Archdeacon Sidney Chambers (Sidney Chambers and the Dangers of Temptation, 2016, etc.) is torn between his vocations as detective and as Anglican priest in six interlinked stories set amid the discontent of 1970s Britain.
Two of the local hippies are killed, not entirely by accident, by their own herbal concoctions gathered in “The Bluebell Wood.” Someone embezzles from the church’s collection plate, while Sidney’s dear friend Amanda tries to establish the “Authenticity” of a previously unknown Goya painting she purchases at a ruinous auction price. In “Insufficient Evidence,” Sidney struggles to support his friend, journalist Helena Mitchell, when she’s raped by a colleague and disbelieved by the justice system. The most traditional puzzler, “Ex Libris,” tracks the theft of a priceless medieval volume from a Cambridge library.
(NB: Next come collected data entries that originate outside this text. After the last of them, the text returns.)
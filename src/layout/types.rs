use serde::Serialize;

use crate::config::LayoutMode;
use crate::ir::Span;

#[derive(Debug, Clone, Copy, PartialEq, Eq, Serialize)]
#[serde(rename_all = "camelCase")]
pub enum NodeKind {
    Node,
    Token,
}

#[derive(Debug, Clone, Copy, PartialEq, Eq, Serialize)]
#[serde(rename_all = "camelCase")]
pub enum EdgeKind {
    Link,
    TokenLink,
}

/// A graph node or token with its final coordinates.
///
/// `x` and `column` are `None` for nodes whose column could not be
/// inferred from anchors or neighbours. Tokens have no `level`.
#[derive(Debug, Clone, PartialEq, Serialize)]
#[serde(rename_all = "camelCase")]
pub struct PositionedNode {
    pub id: String,
    pub x: Option<f32>,
    pub y: f32,
    pub label: String,
    pub kind: NodeKind,
    pub level: Option<usize>,
    pub column: Option<usize>,
    pub anchors: Vec<Span>,
}

/// An edge drawn as a quadratic curve through the control point `(cx, cy)`.
#[derive(Debug, Clone, PartialEq, Serialize)]
#[serde(rename_all = "camelCase")]
pub struct PositionedEdge {
    pub id: usize,
    pub source: PositionedNode,
    pub target: PositionedNode,
    pub label: String,
    pub cx: f32,
    pub cy: f32,
    pub kind: EdgeKind,
}

#[derive(Debug, Clone, PartialEq, Serialize)]
#[serde(rename_all = "camelCase")]
pub struct LayoutDocument {
    pub mode: LayoutMode,
    pub level_count: usize,
    pub width: f32,
    pub height: f32,
    pub nodes: Vec<PositionedNode>,
    pub edges: Vec<PositionedEdge>,
}

impl LayoutDocument {
    pub fn node(&self, id: &str) -> Option<&PositionedNode> {
        self.nodes
            .iter()
            .find(|node| node.kind == NodeKind::Node && node.id == id)
    }

    pub fn token(&self, index: usize) -> Option<&PositionedNode> {
        let id = index.to_string();
        self.nodes
            .iter()
            .find(|node| node.kind == NodeKind::Token && node.id == id)
    }

    pub fn links(&self) -> impl Iterator<Item = &PositionedEdge> {
        self.edges.iter().filter(|edge| edge.kind == EdgeKind::Link)
    }

    pub fn token_links(&self) -> impl Iterator<Item = &PositionedEdge> {
        self.edges
            .iter()
            .filter(|edge| edge.kind == EdgeKind::TokenLink)
    }
}
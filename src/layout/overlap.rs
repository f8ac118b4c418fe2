use std::collections::{BTreeMap, BTreeSet};

use crate::ir::GraphDocument;

use super::columns::Columns;
use super::ranking::{Adjacency, Levels};

/// Final level of every node after column collisions are resolved.
#[derive(Debug, Clone, Default)]
pub(super) struct Placement {
    pub(super) level: Vec<usize>,
    /// Nodes per final level, in the order they settled.
    pub(super) rows: Vec<Vec<usize>>,
    /// Token index -> the node that draws the edge down to that token.
    pub(super) lowest: BTreeMap<usize, usize>,
    pub(super) evictions: usize,
}

/// Walks the levels bottom-up and gives every column on a level to at most
/// one node.
///
/// On a collision the node with strictly fewer descendants keeps the slot and
/// the other one moves to the next level; ties keep the current occupant.
/// Nodes therefore only ever move up, and every non-empty level settles at
/// least one node, so the walk terminates.
///
/// When `keep_token_edges_clear` is set, an unanchored node sharing the column
/// of its first parent, where that parent is the column's lowest node, waits
/// until the parent has settled strictly below it.
pub(super) fn resolve_overlaps(
    graph: &GraphDocument,
    adjacency: &Adjacency,
    levels: &Levels,
    columns: &Columns,
    counts: &[usize],
    keep_token_edges_clear: bool,
) -> Placement {
    let node_count = graph.nodes.len();
    let mut settled: Vec<Option<usize>> = vec![None; node_count];
    let mut rows: Vec<Vec<usize>> = Vec::new();
    let mut carried: Vec<usize> = Vec::new();
    let mut remaining = node_count;
    let mut evictions = 0usize;

    let must_wait = |idx: usize, current: usize, settled: &[Option<usize>]| -> bool {
        if !keep_token_edges_clear || graph.nodes[idx].is_anchored() {
            return false;
        }
        let Some(column) = columns.column[idx] else {
            return false;
        };
        let Some(&parent) = adjacency.parents[idx].first() else {
            return false;
        };
        if columns.column[parent] != Some(column) || columns.lowest.get(&column) != Some(&parent)
        {
            return false;
        }
        !matches!(settled[parent], Some(level) if level < current)
    };

    let mut current = 0usize;
    while remaining > 0 {
        let mut queue: Vec<usize> = levels.levels.get(current).cloned().unwrap_or_default();
        queue.append(&mut carried);

        let mut occupied: BTreeMap<usize, usize> = BTreeMap::new();
        let mut row: Vec<usize> = Vec::new();
        for idx in queue {
            if must_wait(idx, current, &settled) {
                carried.push(idx);
                continue;
            }
            let Some(column) = columns.column[idx] else {
                row.push(idx);
                continue;
            };
            match occupied.get(&column).copied() {
                None => {
                    occupied.insert(column, idx);
                    row.push(idx);
                }
                Some(occupant) if counts[idx] < counts[occupant] => {
                    tracing::trace!(
                        level = current,
                        column,
                        evicted = %adjacency.ids[occupant],
                        by = %adjacency.ids[idx],
                        "column collision"
                    );
                    occupied.insert(column, idx);
                    row.retain(|&other| other != occupant);
                    row.push(idx);
                    carried.push(occupant);
                    evictions += 1;
                }
                Some(_) => carried.push(idx),
            }
        }

        for &idx in &row {
            settled[idx] = Some(current);
        }
        remaining -= row.len();
        rows.push(row);
        current += 1;
    }

    let lowest = settled_lowest(graph, columns, &rows, keep_token_edges_clear);
    Placement {
        level: settled.into_iter().map(|level| level.unwrap_or(0)).collect(),
        rows,
        lowest,
        evictions,
    }
}

/// The first node, bottom row first, occupying each anchored token column.
///
/// With `by_column` set, any node sitting in the column counts, so the token
/// edge never passes through another node. Otherwise (flat rows, where
/// columns are ranks) the key is the node's own anchor start.
fn settled_lowest(
    graph: &GraphDocument,
    columns: &Columns,
    rows: &[Vec<usize>],
    by_column: bool,
) -> BTreeMap<usize, usize> {
    let anchored: BTreeSet<usize> = graph
        .nodes
        .iter()
        .filter_map(|node| node.first_anchor().map(|span| span.from))
        .collect();
    let mut lowest = BTreeMap::new();
    for &idx in rows.iter().flatten() {
        let key = if by_column {
            columns.column[idx].filter(|column| anchored.contains(column))
        } else {
            graph.nodes[idx].first_anchor().map(|span| span.from)
        };
        if let Some(key) = key {
            lowest.entry(key).or_insert(idx);
        }
    }
    lowest
}
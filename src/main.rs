fn main() {
    if let Err(err) = semgraph_layout::run() {
        eprintln!("error: {err:#}");
        std::process::exit(1);
    }
}
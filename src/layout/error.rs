use crate::ir::NodeId;

#[derive(Debug, Clone, PartialEq, Eq, thiserror::Error)]
pub enum LayoutError {
    /// An edge names a node id that is not part of the graph.
    #[error("edge {edge} references unknown node `{node}`")]
    Reference { edge: usize, node: NodeId },

    #[error("graph contains a directed cycle through node `{node}`")]
    CyclicGraph { node: NodeId },

    /// Anchors point at more absent tokens than the config allows filling in.
    #[error("anchor [{from}, {end}) of node `{node}` needs more than {limit} placeholder tokens")]
    MissingTokens {
        node: NodeId,
        from: usize,
        end: usize,
        limit: usize,
    },
}

pub type Result<T> = std::result::Result<T, LayoutError>;
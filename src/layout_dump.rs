use serde::Serialize;
use std::fs::File;
use std::io::{self, BufWriter, Write};
use std::path::Path;

/// Writes `value` as JSON to `path`, or to stdout when no path is given.
pub fn write_json<T: Serialize>(path: Option<&Path>, value: &T, pretty: bool) -> anyhow::Result<()> {
    match path {
        Some(path) => {
            let file = File::create(path)?;
            let mut writer = BufWriter::new(file);
            write_to(&mut writer, value, pretty)?;
            writer.flush()?;
        }
        None => {
            let stdout = io::stdout();
            let mut writer = BufWriter::new(stdout.lock());
            write_to(&mut writer, value, pretty)?;
            writeln!(writer)?;
            writer.flush()?;
        }
    }
    Ok(())
}

fn write_to<W: Write, T: Serialize>(writer: &mut W, value: &T, pretty: bool) -> anyhow::Result<()> {
    if pretty {
        serde_json::to_writer_pretty(writer, value)?;
    } else {
        serde_json::to_writer(writer, value)?;
    }
    Ok(())
}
When Sidney’s teenage nephew, Louis, disappears from his home during “The Long Hot Summer,” Sidney rejects the dire possibility of suicide and instead tracks him in hopes that he’s joined a political movement. Throughout these tales, Sidney’s daughter, Anna, grows older, while his wife, Hildegard, draws closer to her musical friend, Rolfe—and possibly farther from Sidney. Finally, personal tragedy comes to Sidney himself and shakes him to his core, but he still believes in “The Persistence of Love.”
Fans of the series may appreciate the continuing tales of beloved characters, thick with references to previous adventures and tragedies, but newcomers will be left out in the cold.